Determine the number of lines of the records below that include "revision". Respond with the number and no other text.

------------

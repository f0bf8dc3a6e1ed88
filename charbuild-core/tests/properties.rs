//! Property tests for the point-buy table and the command state machine.

use charbuild_core::attributes::{point_cost, total_point_cost};
use charbuild_core::feats::{add_missing_automatic_feats, automatic_feats};
use charbuild_core::rules::{BuilderState, Command, RulesEngine};
use charbuild_core::testing::{assert_skill_cache_consistent, character_with_levels, fixture_catalog};
use charbuild_core::{Attribute, Attributes};
use proptest::prelude::*;

const CLASSES: [&str; 6] = ["fighter", "rogue", "wizard", "cleric", "monk", "pale_master"];
const SKILLS: [&str; 5] = ["hide", "lore", "spellcraft", "tumble", "parry"];

fn attribute_strategy() -> impl Strategy<Value = Attribute> {
    prop::sample::select(Attribute::all().to_vec())
}

fn attributes_strategy() -> impl Strategy<Value = Attributes> {
    prop::array::uniform6(8..=18i32).prop_map(|[s, d, c, i, w, ch]| Attributes::new(s, d, c, i, w, ch))
}

fn command_strategy() -> impl Strategy<Value = Command> {
    prop_oneof![
        (prop::sample::select(CLASSES.to_vec()), -5..20i32).prop_map(|(class_id, hp)| Command::AddLevel {
            class_id: class_id.to_string(),
            hit_points_gained: hp,
        }),
        (prop::sample::select(SKILLS.to_vec()), 0..6i32).prop_map(|(skill, ranks)| Command::UpdateSkills {
            skills: [(skill.to_string(), ranks)].into_iter().collect(),
        }),
        (0..8u8, prop::sample::select(SKILLS.to_vec()), 0..6i32, -3..10i32).prop_map(
            |(level, skill, ranks, remaining)| Command::UpdateLevelSkills {
                level,
                skills: [(skill.to_string(), ranks)].into_iter().collect(),
                remaining_points: remaining,
            }
        ),
        (0..8u8, prop::sample::select(vec!["dodge", "alertness", "toughness"])).prop_map(|(level, feat)| {
            Command::AddFeatToLevel {
                level,
                feat_id: feat.to_string(),
            }
        }),
        (0..8u8, prop::sample::select(vec!["dodge", "alertness"])).prop_map(|(level, feat)| {
            Command::RemoveFeatFromLevel {
                level,
                feat_id: feat.to_string(),
            }
        }),
        prop::sample::select(vec!["human", "elf", "dwarf"]).prop_map(|race| Command::UpdateRace {
            race_id: race.to_string(),
        }),
        (0..8u8, attribute_strategy()).prop_map(|(level, attribute)| Command::SetAttributeIncrease {
            level,
            attribute,
        }),
        Just(Command::AddMissingAutomaticFeats),
    ]
}

proptest! {
    #[test]
    fn point_cost_is_monotonic(value in 8..18i32) {
        prop_assert!(point_cost(value + 1) >= point_cost(value));
    }

    #[test]
    fn total_cost_monotonic_per_attribute(attributes in attributes_strategy(), attribute in attribute_strategy()) {
        let current = attributes.get(attribute);
        prop_assume!(current < 18);
        let mut raised = attributes;
        raised.set(attribute, current + 1);
        prop_assert!(total_point_cost(&raised) >= total_point_cost(&attributes));
    }

    #[test]
    fn command_sequences_keep_invariants(commands in prop::collection::vec(command_strategy(), 0..40)) {
        let engine = RulesEngine::standard();
        let mut state = engine.dispatch(&BuilderState::new(), Command::CreateCharacter {
            name: "Prop".to_string(),
            race_id: "human".to_string(),
        });
        for command in commands {
            state = engine.dispatch(&state, command);
            let character = state.character.as_ref().unwrap();
            prop_assert_eq!(character.levels.len(), character.total_level as usize);
            prop_assert!(character.total_level <= engine.config().max_level);
            prop_assert!(character.levels.iter().all(|l| l.unspent_skill_points >= 0));
            assert_skill_cache_consistent(character);
        }
    }

    #[test]
    fn automatic_feats_are_idempotent(classes in prop::collection::vec(prop::sample::select(CLASSES.to_vec()), 1..6)) {
        let catalog = fixture_catalog();
        let mut character = character_with_levels("human", &classes);
        add_missing_automatic_feats(&mut character, &catalog);
        let once = character.clone();
        let added = add_missing_automatic_feats(&mut character, &catalog);
        prop_assert!(added.is_empty());
        prop_assert_eq!(&character, &once);
        let expected = automatic_feats(&character, &catalog);
        prop_assert!(expected.iter().all(|f| character.has_feat(f)));
    }
}
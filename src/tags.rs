//! Embedded artist/title tags.
//!
//! Uses the symphonia probe to read both pre-container metadata (ID3v2 in
//! front of an MP3 stream) and container metadata (Vorbis comments, RIFF
//! INFO).  A file may carry any number of artist or title values.

use std::fs::File;
use std::path::Path;

use symphonia::core::formats::FormatOptions;
use symphonia::core::io::MediaSourceStream;
use symphonia::core::meta::{MetadataOptions, StandardTagKey, Tag};
use symphonia::core::probe::Hint;
use thiserror::Error;
use tracing::debug;

#[derive(Debug, Error)]
pub enum TagError {
    #[error("failed to open {path}: {source}")]
    Io {
        path: String,
        #[source]
        source: std::io::Error,
    },

    #[error("unsupported or malformed audio file {path}: {source}")]
    Probe {
        path: String,
        #[source]
        source: symphonia::core::errors::Error,
    },
}

/// Every artist and title value found in a file's tags.
#[derive(Debug, Clone, Default, PartialEq, Eq)]
pub struct TagValues {
    pub artists: Vec<String>,
    pub titles: Vec<String>,
}

impl TagValues {
    /// Sort tags into artists and titles; everything else is ignored.
    ///
    /// Multi-valued ID3v2.4 text frames separate values with NUL, so those
    /// are split into one value each.  Empty values are dropped; everything
    /// else is kept verbatim.
    pub fn collect<'a, I>(tags: I) -> Self
    where
        I: IntoIterator<Item = &'a Tag>,
    {
        let mut values = TagValues::default();
        for tag in tags {
            let target = match tag.std_key {
                Some(StandardTagKey::Artist) => &mut values.artists,
                Some(StandardTagKey::TrackTitle) => &mut values.titles,
                _ => continue,
            };
            let text = tag.value.to_string();
            target.extend(
                text.split('\0')
                    .filter(|v| !v.is_empty())
                    .map(str::to_string),
            );
        }
        values
    }

    pub fn is_empty(&self) -> bool {
        self.artists.is_empty() && self.titles.is_empty()
    }
}

/// Read the artist and title tags of an audio file.
pub fn read_tags(path: &Path) -> Result<TagValues, TagError> {
    let shown = path.display().to_string();
    let file = File::open(path).map_err(|source| TagError::Io {
        path: shown.clone(),
        source,
    })?;

    let mss = MediaSourceStream::new(Box::new(file), Default::default());

    let mut hint = Hint::new();
    if let Some(ext) = path.extension().and_then(|e| e.to_str()) {
        hint.with_extension(ext);
    }

    let mut probed = symphonia::default::get_probe()
        .format(&hint, mss, &FormatOptions::default(), &MetadataOptions::default())
        .map_err(|source| TagError::Probe {
            path: shown.clone(),
            source,
        })?;

    let mut tags: Vec<Tag> = Vec::new();

    if let Some(metadata) = probed.metadata.get() {
        if let Some(revision) = metadata.current() {
            tags.extend(revision.tags().iter().cloned());
        }
    }

    if let Some(revision) = probed.format.metadata().current() {
        tags.extend(revision.tags().iter().cloned());
    }

    let values = TagValues::collect(&tags);
    debug!(
        file = %shown,
        artists = ?values.artists,
        titles = ?values.titles,
        "read embedded tags"
    );
    Ok(values)
}
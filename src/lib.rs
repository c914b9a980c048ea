pub mod acoustid;
pub mod candidates;
pub mod config;
pub mod error;
pub mod fuzzy;
pub mod identify;
pub mod organizer;
pub mod rate_limiter;
pub mod relocate;
pub mod resolver;
pub mod tags;

pub use acoustid::AcoustIdClient;
pub use candidates::{aggregate, CandidateWeights, Field, ScoredMatch};
pub use config::Config;
pub use error::{Error, Result};
pub use identify::{identify, Identification, Settings};
pub use organizer::{EmbeddedTags, MatchSource, Organizer, Outcome, TagSource};
pub use resolver::{resolve, ResolveError, WeightGroups};
pub use tags::TagValues;
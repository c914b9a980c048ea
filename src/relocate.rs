//! Moving identified files into `<artist>/<title>.<ext>`.

use std::fs::{self, File, OpenOptions};
use std::io;
use std::path::{Path, PathBuf};

use thiserror::Error;
use tracing::debug;

use crate::identify::Identification;

/// Used when the source file has no extension.
const FALLBACK_EXTENSION: &str = "mp3";

#[derive(Debug, Error)]
pub enum RelocateError {
    #[error("{} already exists, refusing to overwrite", .0.display())]
    TargetExists(PathBuf),

    #[error("failed to create directory {}: {source}", .path.display())]
    CreateDir {
        path: PathBuf,
        #[source]
        source: io::Error,
    },

    #[error("failed to move {} to {}: {source}", .from.display(), .to.display())]
    Move {
        from: PathBuf,
        to: PathBuf,
        #[source]
        source: io::Error,
    },
}

/// Make a label safe to use as a single path component.
fn path_component(label: &str) -> String {
    let cleaned = label.replace(['/', '\\'], "-");
    match cleaned.trim() {
        "" | "." | ".." => "_".to_string(),
        s => s.to_string(),
    }
}

/// Where `source` ends up for the given identification.
pub fn target_path(dest_root: &Path, id: &Identification, source: &Path) -> PathBuf {
    let ext = source
        .extension()
        .and_then(|e| e.to_str())
        .unwrap_or(FALLBACK_EXTENSION);
    dest_root
        .join(path_component(&id.artist))
        .join(format!("{}.{}", path_component(&id.title), ext))
}

/// Copy `source` to a freshly created `target`; an existing target is an error.
fn copy_new(source: &Path, target: &Path) -> io::Result<()> {
    let mut reader = File::open(source)?;
    let mut writer = OpenOptions::new().write(true).create_new(true).open(target)?;
    if let Err(e) = io::copy(&mut reader, &mut writer) {
        let _ = fs::remove_file(target);
        return Err(e);
    }
    Ok(())
}

/// Move `source` to `target`, creating the parent directory if needed.
///
/// The file is hard-linked into place and then unlinked from `source`, so an
/// existing target is never replaced.  Falls back to copy-and-delete when
/// linking is impossible, e.g. across filesystems.
pub fn relocate(source: &Path, target: &Path) -> Result<(), RelocateError> {
    if target.exists() {
        return Err(RelocateError::TargetExists(target.to_path_buf()));
    }

    if let Some(parent) = target.parent() {
        fs::create_dir_all(parent).map_err(|e| RelocateError::CreateDir {
            path: parent.to_path_buf(),
            source: e,
        })?;
    }

    let move_error = |e: io::Error| {
        if e.kind() == io::ErrorKind::AlreadyExists {
            RelocateError::TargetExists(target.to_path_buf())
        } else {
            RelocateError::Move {
                from: source.to_path_buf(),
                to: target.to_path_buf(),
                source: e,
            }
        }
    };

    match fs::hard_link(source, target) {
        Ok(()) => {}
        Err(e) if e.kind() == io::ErrorKind::AlreadyExists => return Err(move_error(e)),
        Err(e) => {
            debug!(error = %e, "hard link failed, copying instead");
            copy_new(source, target).map_err(move_error)?;
        }
    }
    fs::remove_file(source).map_err(move_error)?;

    debug!(from = %source.display(), to = %target.display(), "moved file");
    Ok(())
}

#[cfg(test)]
mod tests {
    use super::*;

    fn id(artist: &str, title: &str) -> Identification {
        Identification {
            artist: artist.to_string(),
            title: title.to_string(),
        }
    }

    #[test]
    fn test_target_path_keeps_extension() {
        let target = target_path(Path::new("/music"), &id("The Beatles", "Yesterday"), Path::new("/tmp/track01.flac"));
        assert_eq!(target, PathBuf::from("/music/The Beatles/Yesterday.flac"));

        let target = target_path(Path::new("."), &id("Queen", "Under Pressure"), Path::new("noext"));
        assert_eq!(target, PathBuf::from("./Queen/Under Pressure.mp3"));
    }

    #[test]
    fn test_target_path_sanitizes_separators() {
        let target = target_path(Path::new("/music"), &id("AC/DC", "Back\\In Black"), Path::new("a.mp3"));
        assert_eq!(target, PathBuf::from("/music/AC-DC/Back-In Black.mp3"));

        let target = target_path(Path::new("/music"), &id("..", " "), Path::new("a.mp3"));
        assert_eq!(target, PathBuf::from("/music/_/_.mp3"));
    }

    #[test]
    fn test_relocate_creates_artist_dir() {
        let dir = tempfile::tempdir().unwrap();
        let source = dir.path().join("unknown.mp3");
        fs::write(&source, b"audio").unwrap();

        let target = target_path(dir.path(), &id("Queen", "Under Pressure"), &source);
        relocate(&source, &target).unwrap();

        assert!(!source.exists());
        assert_eq!(fs::read(&target).unwrap(), b"audio");
    }

    #[test]
    fn test_relocate_into_existing_dir() {
        let dir = tempfile::tempdir().unwrap();
        fs::create_dir(dir.path().join("Queen")).unwrap();
        let source = dir.path().join("b.mp3");
        fs::write(&source, b"b").unwrap();

        let target = dir.path().join("Queen").join("Bicycle Race.mp3");
        relocate(&source, &target).unwrap();
        assert!(target.exists());
    }

    #[test]
    fn test_relocate_refuses_overwrite() {
        let dir = tempfile::tempdir().unwrap();
        let source = dir.path().join("new.mp3");
        let target = dir.path().join("Queen").join("Song.mp3");
        fs::write(&source, b"new").unwrap();
        fs::create_dir_all(target.parent().unwrap()).unwrap();
        fs::write(&target, b"old").unwrap();

        let err = relocate(&source, &target).unwrap_err();
        assert!(matches!(err, RelocateError::TargetExists(_)));
        assert!(source.exists());
        assert_eq!(fs::read(&target).unwrap(), b"old");
    }

    #[test]
    fn test_relocate_missing_source() {
        let dir = tempfile::tempdir().unwrap();
        let err = relocate(&dir.path().join("gone.mp3"), &dir.path().join("A").join("B.mp3")).unwrap_err();
        assert!(matches!(err, RelocateError::Move { .. }));
    }

    #[test]
    fn test_copy_never_replaces_existing_target() {
        let dir = tempfile::tempdir().unwrap();
        let source = dir.path().join("new.mp3");
        let target = dir.path().join("taken.mp3");
        fs::write(&source, b"new").unwrap();
        fs::write(&target, b"old").unwrap();

        let err = copy_new(&source, &target).unwrap_err();
        assert_eq!(err.kind(), io::ErrorKind::AlreadyExists);
        assert_eq!(fs::read(&target).unwrap(), b"old");
        assert!(source.exists());
    }

    #[test]
    fn test_copy_to_fresh_target() {
        let dir = tempfile::tempdir().unwrap();
        let source = dir.path().join("new.mp3");
        let target = dir.path().join("fresh.mp3");
        fs::write(&source, b"audio").unwrap();

        copy_new(&source, &target).unwrap();
        assert_eq!(fs::read(&target).unwrap(), b"audio");
    }
}
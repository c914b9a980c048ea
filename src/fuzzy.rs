//! Word-order-insensitive string similarity.
//!
//! Scores are integers in `0..=100` derived from the normalized Levenshtein
//! distance.  [`token_sort_ratio`] sorts the words of both strings first, so
//! `"The Beatles"` and `"Beatles, The"` compare as equal.

/// Lowercase `s`, turn every non-alphanumeric character into a word break
/// and join the remaining words with single spaces.
pub fn full_process(s: &str) -> String {
    let cleaned: String = s
        .to_lowercase()
        .chars()
        .map(|c| if c.is_alphanumeric() { c } else { ' ' })
        .collect();
    cleaned.split_whitespace().collect::<Vec<_>>().join(" ")
}

/// Levenshtein similarity of two strings as a percentage.
///
/// Empty input scores 0: there is nothing to be similar to.
pub fn ratio(a: &str, b: &str) -> u8 {
    if a.is_empty() || b.is_empty() {
        return 0;
    }
    (strsim::normalized_levenshtein(a, b) * 100.0).round() as u8
}

/// Words of `s` after [`full_process`], sorted and rejoined.
fn sorted_tokens(s: &str) -> String {
    let processed = full_process(s);
    let mut tokens: Vec<&str> = processed.split(' ').filter(|t| !t.is_empty()).collect();
    tokens.sort_unstable();
    tokens.join(" ")
}

/// Similarity of `a` and `b` ignoring case, punctuation and word order.
pub fn token_sort_ratio(a: &str, b: &str) -> u8 {
    ratio(&sorted_tokens(a), &sorted_tokens(b))
}

/// Similarity of `a` and `b` ignoring case and punctuation, but not order.
pub fn processed_ratio(a: &str, b: &str) -> u8 {
    ratio(&full_process(a), &full_process(b))
}

#[cfg(test)]
mod tests {
    use super::*;

    #[test]
    fn test_full_process() {
        assert_eq!(full_process("  The Beatles - Yesterday.mp3 "), "the beatles yesterday mp3");
        assert_eq!(full_process("AC/DC"), "ac dc");
        assert_eq!(full_process("Björk"), "björk");
        assert_eq!(full_process("--"), "");
    }

    #[test]
    fn test_ratio_bounds() {
        assert_eq!(ratio("yesterday", "yesterday"), 100);
        assert_eq!(ratio("abc", "xyz"), 0);
        assert_eq!(ratio("", "abc"), 0);
        assert_eq!(ratio("", ""), 0);

        // one substitution in four characters
        assert_eq!(ratio("abcd", "abcx"), 75);
    }

    #[test]
    fn test_token_sort_ratio_ignores_word_order() {
        assert_eq!(token_sort_ratio("The Beatles", "Beatles, The"), 100);
        assert_eq!(token_sort_ratio("new york mets", "mets NEW YORK"), 100);
        assert!(token_sort_ratio("The Beatles", "Yesterday") < 50);
    }

    #[test]
    fn test_processed_ratio_keeps_word_order() {
        let reference = "Beatles The - Yesterday.mp3";
        assert!(processed_ratio("Beatles The", reference) > processed_ratio("The Beatles", reference));
        assert_eq!(
            token_sort_ratio("Beatles The", reference),
            token_sort_ratio("The Beatles", reference)
        );
    }

    #[test]
    fn test_punctuation_only_scores_zero() {
        assert_eq!(token_sort_ratio("!!!", "The Beatles"), 0);
    }
}
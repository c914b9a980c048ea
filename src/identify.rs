//! Artist and title resolution for a single file.
//!
//! Combines fingerprint matches and embedded tags into one candidate set per
//! field and resolves each with the same reference string.

use thiserror::Error;
use tracing::{debug, info};

use crate::candidates::{self, Field, ScoredMatch, DEFAULT_TAG_WEIGHT, DEFAULT_THRESHOLD};
use crate::resolver::{self, ResolveError};
use crate::tags::TagValues;

/// Tuning knobs for candidate aggregation.
#[derive(Debug, Clone, Copy, PartialEq)]
pub struct Settings {
    /// Fingerprint matches at or below this confidence are ignored
    pub threshold: f64,
    /// Weight of each embedded tag value
    pub tag_weight: u32,
}

impl Default for Settings {
    fn default() -> Self {
        Settings {
            threshold: DEFAULT_THRESHOLD,
            tag_weight: DEFAULT_TAG_WEIGHT,
        }
    }
}

/// The resolved labels for one file.
#[derive(Debug, Clone, PartialEq, Eq)]
pub struct Identification {
    pub artist: String,
    pub title: String,
}

#[derive(Debug, Clone, PartialEq, Eq, Error)]
#[error("cannot resolve {field}")]
pub struct IdentifyError {
    pub field: Field,
    #[source]
    pub source: ResolveError,
}

/// Rewrite the multi-artist separator used by AcoustID as a "feat." credit.
pub fn normalize_artist(artist: &str) -> String {
    artist.replace("; ", " feat. ")
}

/// Resolve a single field.
pub fn resolve_field(
    field: Field,
    matches: &[ScoredMatch],
    tag_values: &[String],
    reference: &str,
    settings: &Settings,
) -> Result<String, IdentifyError> {
    let weights = candidates::aggregate(
        matches,
        tag_values,
        settings.threshold,
        settings.tag_weight,
        field,
    );
    debug!(%field, candidates = weights.len(), "aggregated candidates");

    resolver::resolve(&weights, reference).map_err(|source| IdentifyError { field, source })
}

/// Resolve artist and title for the file described by `reference`.
pub fn identify(
    matches: &[ScoredMatch],
    tags: &TagValues,
    reference: &str,
    settings: &Settings,
) -> Result<Identification, IdentifyError> {
    let artist = resolve_field(Field::Artist, matches, &tags.artists, reference, settings)?;
    let title = resolve_field(Field::Title, matches, &tags.titles, reference, settings)?;

    let identification = Identification {
        artist: normalize_artist(&artist),
        title,
    };
    info!(
        artist = %identification.artist,
        title = %identification.title,
        "identified {reference}"
    );
    Ok(identification)
}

------------

§ **Your response**: 4